[SERVER-59345] Performance degradation after mongo sharded cluster upgrade from 4.2 to 4.4 Created: 14/Aug/21  Updated: 12/May/22  Resolved: 07/Sep/21

Status: Closed
Project: Core Server
Component/s: None
Affects Version/s: None
Fix Version/s: None

Type: Bug Priority: Major - P3
Reporter: Stephen Paul Adithela Assignee: Edwin Zhou
Resolution: Done Votes: 0
Labels: None
Remaining Estimate: Not Specified
Time Spent: Not Specified
Original Estimate: Not Specified

Operating System: ALL
Participants:

 Description   

Hi All, We upgraded our sharded cluster a few days back from 4.2 to 4.4, After upgrading to 4.4, our queries are taking much longer and performance continues to deteriorate. Our sharded cluster configuration:
Instance type: M5.xlarge (data nodes), t3.medium (Config servers)

Shards: 9

Replica set type: PSA

Config Servers: 3

Mongos's: 21

 

One thing we noticed is when there are less number of mongos's, the performance is much better, but enabling more mongos's leading to performance deterioration. 

 

We did notice this issue has some similarity to https://jira.mongodb.org/browse/SERVER-51104

 

Thanks for your help in advance



 Comments   
Comment by Ilan M [ 12/May/22 ]

Thank you Stephen for the quick response. Luckily we were able to identify the root cause quick is issue was causing because of hedge reads, had to disable them.

 

https://www.mongodb.com/docs/manual/core/sharded-cluster-query-router/#std-label-mongos-hedged-reads

Comment by Stephen Paul Adithela [ 12/May/22 ]

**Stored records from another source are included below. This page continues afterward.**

//! Structural model of a parsed schema document.
//!
//! Only the structure the compiler needs is modeled: composition clauses
//! and the six kinds of top-level declaration, with namespace prefixes
//! already resolved to URIs by the parser. Content-model details beyond
//! cross-references (facets, occurrence constraints, wildcards) belong to
//! the external checker stage and are not represented here.

use crate::properties::DocumentProperties;
use serde::{Deserialize, Serialize};

/// A qualified name as written in a source document.
///
/// `namespace: None` means the reference was unqualified; its namespace is
/// decided at translation time (target namespace or chameleon adoption).
#[derive(Debug, Clone, PartialEq, Eq, Hash, Serialize, Deserialize)]
pub struct RawQName {
    /// The namespace URI the prefix resolved to, if the name was qualified.
    pub namespace: Option<String>,
    /// The local part of the name.
    pub local: String,
}

impl RawQName {
    /// A qualified reference.
    pub fn qualified(namespace: impl Into<String>, local: impl Into<String>) -> Self {
        Self {
            namespace: Some(namespace.into()),
            local: local.into(),
        }
    }

    /// An unqualified reference.
    pub fn unqualified(local: impl Into<String>) -> Self {
        Self {
            namespace: None,
            local: local.into(),
        }
    }
}

/// An `import` clause: a reference to a document in another namespace.
#[derive(Debug, Clone, Serialize, Deserialize)]
pub struct ImportClause {
    /// The namespace the import declares. `None` imports the no-namespace
    /// schema.
    pub namespace: Option<String>,
    /// The schema location hint, possibly relative.
    pub location: Option<String>,
    /// Source line of the clause, when line annotations were requested.
    pub line: Option<u32>,
}

/// An `include` clause: a reference to a document in the same namespace
/// (or a namespace-less chameleon document).
#[derive(Debug, Clone, Serialize, Deserialize)]
pub struct IncludeClause {
    /// The schema location, possibly relative.
    pub location: String,
    /// Source line of the clause.
    pub line: Option<u32>,
}

/// A `redefine` clause: an include that additionally reinterprets some of
/// the included document's components.
#[derive(Debug, Clone, Serialize, Deserialize)]
pub struct RedefineClause {
    /// The schema location, possibly relative.
    pub location: String,
    /// Redefining type declarations.
    pub types: Vec<TypeDecl>,
    /// Redefining model group declarations.
    pub model_groups: Vec<ModelGroupDecl>,
    /// Redefining attribute group declarations.
    pub attribute_groups: Vec<AttributeGroupDecl>,
    /// Source line of the clause.
    pub line: Option<u32>,
}

/// A top-level (or redefining) type declaration.
#[derive(Debug, Clone, Serialize, Deserialize)]
pub struct TypeDecl {
    /// The declared name. `None` on malformed declarations.
    pub name: Option<String>,
    /// `true` for complex types, `false` for simple types.
    pub is_complex: bool,
    /// The base type reference, if the type derives from one.
    pub base: Option<RawQName>,
    /// Source line of the declaration.
    pub line: Option<u32>,
}

/// A top-level element declaration.
#[derive(Debug, Clone, Serialize, Deserialize)]
pub struct ElementDecl {
    /// The declared name. `None` on malformed declarations.
    pub name: Option<String>,
    /// The element's type reference, if given as an attribute.
    pub ty: Option<RawQName>,
    /// An anonymous nested type definition, if the type was given inline.
    pub nested_type: Option<TypeDecl>,
    /// Source line of the declaration.
    pub line: Option<u32>,
}

/// A top-level attribute declaration.
#[derive(Debug, Clone, Serialize, Deserialize)]
pub struct AttributeDecl {
    /// The declared name. `None` on malformed declarations.
    pub name: Option<String>,
    /// The attribute's type reference, if given as an attribute.
    pub ty: Option<RawQName>,
    /// An anonymous nested simple type, if the type was given inline.
    pub nested_type: Option<TypeDecl>,
    /// Source line of the declaration.
    pub line: Option<u32>,
}

/// A particle inside a named model group: a local element with a type.
#[derive(Debug, Clone, Serialize, Deserialize)]
pub struct ParticleDecl {
    /// The local element name.
    pub name: String,
    /// The element's type reference.
    pub ty: Option<RawQName>,
}

/// A top-level (or redefining) named model group.
#[derive(Debug, Clone, Serialize, Deserialize)]
pub struct ModelGroupDecl {
    /// The declared name. `None` on malformed declarations.
    pub name: Option<String>,
    /// The element particles of the group.
    pub particles: Vec<ParticleDecl>,
    /// References to other named groups.
    pub group_refs: Vec<RawQName>,
    /// Source line of the declaration.
    pub line: Option<u32>,
}

/// A top-level (or redefining) named attribute group.
#[derive(Debug, Clone, Serialize, Deserialize)]
pub struct AttributeGroupDecl {
    /// The declared name. `None` on malformed declarations.
    pub name: Option<String>,
    /// The local attribute declarations of the group.
    pub attributes: Vec<AttributeDecl>,
    /// References to other named attribute groups.
    pub group_refs: Vec<RawQName>,
    /// Source line of the declaration.
    pub line: Option<u32>,
}

/// The category of an identity constraint.
#[derive(Debug, Clone, Copy, PartialEq, Eq, Serialize, Deserialize)]
pub enum IdentityCategory {
    /// A `key` constraint.
    Key,
    /// A `keyref` constraint referring to a key.
    KeyRef,
    /// A `unique` constraint.
    Unique,
}

/// An identity constraint, hoisted to the top level by the parser.
#[derive(Debug, Clone, Serialize, Deserialize)]
pub struct IdentityConstraintDecl {
    /// The declared name. `None` on malformed declarations.
    pub name: Option<String>,
    /// The constraint category.
    pub category: IdentityCategory,
    /// The selector XPath, uninterpreted here.
    pub selector: String,
    /// The field XPaths, uninterpreted here.
    pub fields: Vec<String>,
    /// For `keyref`, the referred key's name.
    pub refer: Option<RawQName>,
    /// Source line of the declaration.
    pub line: Option<u32>,
}

/// A parsed schema document: target namespace, composition clauses, and
/// top-level declarations.
#[derive(Debug, Clone, Serialize, Deserialize)]
pub struct SchemaDocument {
    /// The declared target namespace. `None` makes this a candidate
    /// chameleon document.
    pub target_namespace: Option<String>,
    /// `import` clauses.
    pub imports: Vec<ImportClause>,
    /// `include` clauses.
    pub includes: Vec<IncludeClause>,
    /// `redefine` clauses.
    pub redefines: Vec<RedefineClause>,
    /// Top-level type declarations.
    pub types: Vec<TypeDecl>,
    /// Top-level element declarations.
    pub elements: Vec<ElementDecl>,
    /// Top-level attribute declarations.
    pub attributes: Vec<AttributeDecl>,
    /// Top-level named model groups.
    pub model_groups: Vec<ModelGroupDecl>,
    /// Top-level named attribute groups.
    pub attribute_groups: Vec<AttributeGroupDecl>,
    /// Identity constraints, hoisted from their element declarations.
    pub identity_constraints: Vec<IdentityConstraintDecl>,
    /// Download metadata (source URL, content digest).
    pub properties: DocumentProperties,
}

impl SchemaDocument {
    /// Creates an empty document with the given namespace and properties.
    pub fn empty(target_namespace: Option<String>, properties: DocumentProperties) -> Self {
        Self {
            target_namespace,
            imports: Vec::new(),
            includes: Vec::new(),
            redefines: Vec::new(),
            types: Vec::new(),
            elements: Vec::new(),
            attributes: Vec::new(),
            model_groups: Vec::new(),
            attribute_groups: Vec::new(),
            identity_constraints: Vec::new(),
            properties,
        }
    }

    /// Returns the target namespace, with `None` normalized to `""`.
    pub fn namespace_or_empty(&self) -> &str {
        self.target_namespace.as_deref().unwrap_or("")
    }

    /// Returns `true` if the document declares no target namespace.
    pub fn is_chameleon_candidate(&self) -> bool {
        self.target_namespace.is_none()
    }
}
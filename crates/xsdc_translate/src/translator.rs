//! Structural translation of scheduled documents into schema components.
//!
//! The translator runs three passes over a resolved document graph.
//! The declaration pass turns every top-level declaration into an
//! immutable [`SchemaComponent`] whose cross-references are unresolved
//! [`Ref`] keys, qualified under the document's effective (possibly
//! chameleon) namespace. The redefinition pass orders each redefined
//! name's clauses base first and threads the chain through
//! `redefined_from` links. The link pass resolves every reference
//! through the compile context, which is where dependency edges are
//! recorded and unresolved references are reported.

use std::collections::HashMap;
use std::sync::Arc;
use xsdc_common::QName;
use xsdc_diagnostics::SourceLocation;
use xsdc_document::{
    AttributeDecl, AttributeGroupDecl, ElementDecl, IdentityCategory, IdentityConstraintDecl,
    ModelGroupDecl, RawQName, TypeDecl,
};
use xsdc_resolve::errors::redefined_not_found;
use xsdc_resolve::{sort_redefinitions, RedefineCandidate, ResolvedGraph, ScheduleEntry};
use xsdc_state::CompileContext;
use xsdc_types::{
    any_type, ComponentKind, ComponentPayload, ConstraintCategory, LocalAttribute, Particle, Ref,
    SchemaComponent,
};

use crate::errors;

/// A redefining declaration, kept with its site for the ordering pass.
enum RedefDecl {
    Type(TypeDecl),
    ModelGroup(ModelGroupDecl),
    AttributeGroup(AttributeGroupDecl),
}

struct RedefSite {
    candidate: RedefineCandidate,
    decl: RedefDecl,
    namespace: String,
    url: String,
}
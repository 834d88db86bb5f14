//! Error types for the recompilation cache.

use std::path::PathBuf;

/// Errors raised while reading or writing cache state.
///
/// Reading is fail-safe at the call sites: a load error is treated as a
/// cache miss and triggers a full rebuild. Writing reports errors so the
/// caller can warn that the next build will not be incremental.
#[derive(Debug, thiserror::Error)]
pub enum CacheError {
    /// An I/O error occurred while reading or writing cache files.
    #[error("cache I/O error at {path}: {source}")]
    Io {
        /// The path that caused the error.
        path: PathBuf,
        /// The underlying I/O error.
        source: std::io::Error,
    },

    /// The manifest could not be serialized.
    #[error("failed to serialize build manifest: {reason}")]
    Serialization {
        /// Description of the failure.
        reason: String,
    },
}
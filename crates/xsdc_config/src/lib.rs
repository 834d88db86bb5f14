//! Compiler configuration loaded from `xsdc.toml`.
//!
//! Covers the duplicate-definition ("mdef") policy, download policy, the
//! partial-type-system option, and the binary store layout. Every section
//! has sensible defaults so an absent or empty configuration file yields a
//! strict, offline-friendly compiler.

#![warn(missing_docs)]

pub mod error;
pub mod loader;
pub mod types;

pub use error::ConfigError;
pub use loader::{load_config, load_config_from_str};
pub use types::{CompilerConfig, DownloadConfig, SchemaOptions, StoreConfig};
//! Error types for the binary type system store.

use std::path::PathBuf;

/// Errors raised while reading or writing `.xsb` units.
#[derive(Debug, thiserror::Error)]
pub enum StoreError {
    /// An I/O error occurred while reading or writing a store file.
    #[error("store I/O error at {path}: {source}")]
    Io {
        /// The path that caused the error.
        path: PathBuf,
        /// The underlying I/O error.
        source: std::io::Error,
    },

    /// A unit's payload could not be encoded or decoded.
    #[error("malformed store unit {path}: {reason}")]
    Malformed {
        /// The unit file involved.
        path: PathBuf,
        /// Description of the failure.
        reason: String,
    },

    /// A unit carries a version this reader cannot load.
    #[error("store unit {path} has format version {found_major}.{found_minor}, reader supports {supported_major}.{supported_minor}")]
    UnsupportedVersion {
        /// The unit file involved.
        path: PathBuf,
        /// Major version found in the file.
        found_major: u16,
        /// Minor version found in the file.
        found_minor: u16,
        /// Major version this reader writes.
        supported_major: u16,
        /// Minor version this reader writes.
        supported_minor: u16,
    },

    /// A unit carries a filetype code other than the expected one.
    #[error("store unit {path} is not a {expected} unit")]
    WrongFileType {
        /// The unit file involved.
        path: PathBuf,
        /// The expected filetype label.
        expected: &'static str,
    },

    /// A handle was requested that the index does not list.
    #[error("unknown handle {handle:?} in type system {system}")]
    UnknownHandle {
        /// The requested handle.
        handle: String,
        /// The type system queried.
        system: String,
    },

    /// An external handle could not be satisfied by the builtin pool or
    /// the configured linker.
    #[error("external reference {handle:?} could not be resolved")]
    UnresolvedExternal {
        /// The prefixed handle.
        handle: String,
    },

    /// A partial (recovered-errors) type system was passed to `save`.
    #[error("type system {name} is incomplete and cannot be saved")]
    IncompleteSystem {
        /// The type system's name.
        name: String,
    },
}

Hello, In our case the issue has nothing to do with the mongo upgrade as we initially thought. It was due to some degradation on a particular shard, it can create a bottleneck and the performance of the whole DB could go down. We restarted problematic nodes on new hosts (increased WTSE cache+resources temporarily) and that stabilized the env.

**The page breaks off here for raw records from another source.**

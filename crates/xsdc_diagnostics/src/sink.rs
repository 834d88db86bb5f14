//! Thread-safe diagnostic accumulator.

use crate::diagnostic::Diagnostic;
use crate::severity::Severity;
use std::sync::atomic::{AtomicUsize, Ordering};
use std::sync::Mutex;

/// A thread-safe accumulator for diagnostics emitted during compilation.
///
/// Error and recovered counts are tracked atomically so that
/// `has_errors`/`all_recovered` checks never lock the diagnostic vector.
/// The partial-type-system policy hinges on `all_recovered`: a compile
/// whose every error was individually recovered may still yield an
/// (incomplete) type system.
pub struct DiagnosticSink {
    diagnostics: Mutex<Vec<Diagnostic>>,
    error_count: AtomicUsize,
    recovered_count: AtomicUsize,
}

impl DiagnosticSink {
    /// Creates a new empty diagnostic sink.
    pub fn new() -> Self {
        Self {
            diagnostics: Mutex::new(Vec::new()),
            error_count: AtomicUsize::new(0),
            recovered_count: AtomicUsize::new(0),
        }
    }

    /// Emits a diagnostic into the sink.
    pub fn emit(&self, diag: Diagnostic) {
        if diag.severity == Severity::Error {
            self.error_count.fetch_add(1, Ordering::Relaxed);
            if diag.recovered {
                self.recovered_count.fetch_add(1, Ordering::Relaxed);
            }
        }
        let mut diagnostics = self.diagnostics.lock().unwrap();
        diagnostics.push(diag);
    }

    /// Returns `true` if any error-severity diagnostics have been emitted.
    pub fn has_errors(&self) -> bool {
        self.error_count.load(Ordering::Relaxed) > 0
    }

    /// Returns the number of error diagnostics emitted so far.
    pub fn error_count(&self) -> usize {
        self.error_count.load(Ordering::Relaxed)
    }

    /// Returns the number of error diagnostics marked recovered.
    pub fn recovered_count(&self) -> usize {
        self.recovered_count.load(Ordering::Relaxed)
    }

    /// Returns `true` if every emitted error was individually recovered.
    ///
    /// Vacuously `true` when no errors were emitted.
    pub fn all_recovered(&self) -> bool {
        self.error_count() == self.recovered_count()
    }

    /// Takes all accumulated diagnostics, leaving the sink empty.
    ///
    /// The counters are not reset; they describe the whole compile.
    pub fn take_all(&self) -> Vec<Diagnostic> {
        let mut diagnostics = self.diagnostics.lock().unwrap();
        std::mem::take(&mut *diagnostics)
    }

    /// Returns a snapshot of all accumulated diagnostics without draining.
    pub fn diagnostics(&self) -> Vec<Diagnostic> {
        let diagnostics = self.diagnostics.lock().unwrap();
        diagnostics.clone()
    }
}

impl Default for DiagnosticSink {
    fn default() -> Self {
        Self::new()
    }
}
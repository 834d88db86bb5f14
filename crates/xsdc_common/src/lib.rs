//! Shared foundational types used across the XSDC schema compiler.
//!
//! This crate provides content hashing for document identity and cache
//! invalidation, interned identifiers for hot namespace comparisons,
//! namespace-qualified names, and common result types.

#![warn(missing_docs)]

pub mod hash;
pub mod ident;
pub mod qname;
pub mod result;

pub use hash::ContentHash;
pub use ident::{Ident, Interner};
pub use qname::QName;
pub use result::{InternalError, XsdcResult};
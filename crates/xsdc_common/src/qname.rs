//! Namespace-qualified component names.

use serde::{Deserialize, Serialize};
use std::fmt;

/// A namespace-qualified name identifying a global schema component.
///
/// The namespace may be the empty string (the "no namespace" case); the
/// local part is never empty for a well-formed global component. `QName`s
/// stay plain strings rather than interned ids because they must survive
/// binary serialization and cross-type-system linking unchanged.
#[derive(Clone, PartialEq, Eq, Hash, Debug, Serialize, Deserialize)]
pub struct QName {
    /// The namespace URI, possibly empty.
    pub namespace: String,
    /// The local name within the namespace.
    pub local: String,
}

impl QName {
    /// Creates a qualified name from a namespace URI and a local name.
    pub fn new(namespace: impl Into<String>, local: impl Into<String>) -> Self {
        Self {
            namespace: namespace.into(),
            local: local.into(),
        }
    }

    /// Creates a name in the empty namespace.
    pub fn local_only(local: impl Into<String>) -> Self {
        Self::new("", local)
    }

    /// Returns `true` if this name lives in the empty namespace.
    pub fn has_no_namespace(&self) -> bool {
        self.namespace.is_empty()
    }
}

impl fmt::Display for QName {
    fn fmt(&self, f: &mut fmt::Formatter<'_>) -> fmt::Result {
        if self.namespace.is_empty() {
            write!(f, "{}", self.local)
        } else {
            write!(f, "{{{}}}{}", self.namespace, self.local)
        }
    }
}

#[cfg(test)]
mod tests {
    use super::*;

    #[test]
    fn display_with_namespace() {
        let q = QName::new("http://a", "T");
        assert_eq!(format!("{q}"), "{http://a}T");
    }

    #[test]
    fn display_without_namespace() {
        let q = QName::local_only("T");
        assert_eq!(format!("{q}"), "T");
        assert!(q.has_no_namespace());
    }

    #[test]
    fn equality_includes_namespace() {
        assert_ne!(QName::new("http://a", "T"), QName::new("http://b", "T"));
        assert_eq!(QName::new("http://a", "T"), QName::new("http://a", "T"));
    }
}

Comment by Ilan M [ 12/May/22 ]

@stephen_paul_adithela - Could you help us know what was the fix performed ?. It would benefit others. Having similar issue where after upgrade memory usage gone down and performance has degraded. 

Appreciate the help on this.

Comment by Edwin Zhou [ 07/Sep/21 ]

Hi stephenpaul2727@gmail.com,

Thank you for following up that you were able to resolve this issue. We have had previous tickets (SERVER-57249) that identified a regression between 4.2 and 4.4 without resolve, so we remain interested in the behavior that caused this regression, and the details of the investigation that took place to help resolve this issue.

Kind regards,
Edwin

Comment by Stephen Paul Adithela [ 03/Sep/21 ]

Hi Edwin, Sorry for the late update. We had a consultant from mongo look into our production systems last week. The performance degradation and issues we noticed are due to bottlenecks with wired tiger cache on specific shards. Mongo sharded cluster with 4.4 currently is running fine.

 

Please resolve this ticket and thanks

Comment by Edwin Zhou [ 03/Sep/21 ]

Hi stephenpaul2727@gmail.com,

We still need additional information to diagnose the problem. If this is still an issue for you, would you please archive (tar or zip) the $dbpath/diagnostic.data directory (the contents are described here) and attach it to this ticket?

Best,
Edwin

Comment by Edwin Zhou [ 17/Aug/21 ]

Hi stephenpaul2727@gmail.com,

Thanks for your report.

Would you please archive (tar or zip) the $dbpath/diagnostic.data directory (the contents are described here) and attach it to this ticket?

Can you also let us know the date, time and timezone of when this upgrade was performed?
Best,
Edwin

Generated at Thu Feb 08 05:47:01 UTC 2024 using Jira 9.7.1#970001-sha1:2222b88b221c4928ef0de3161136cc90c8356a66.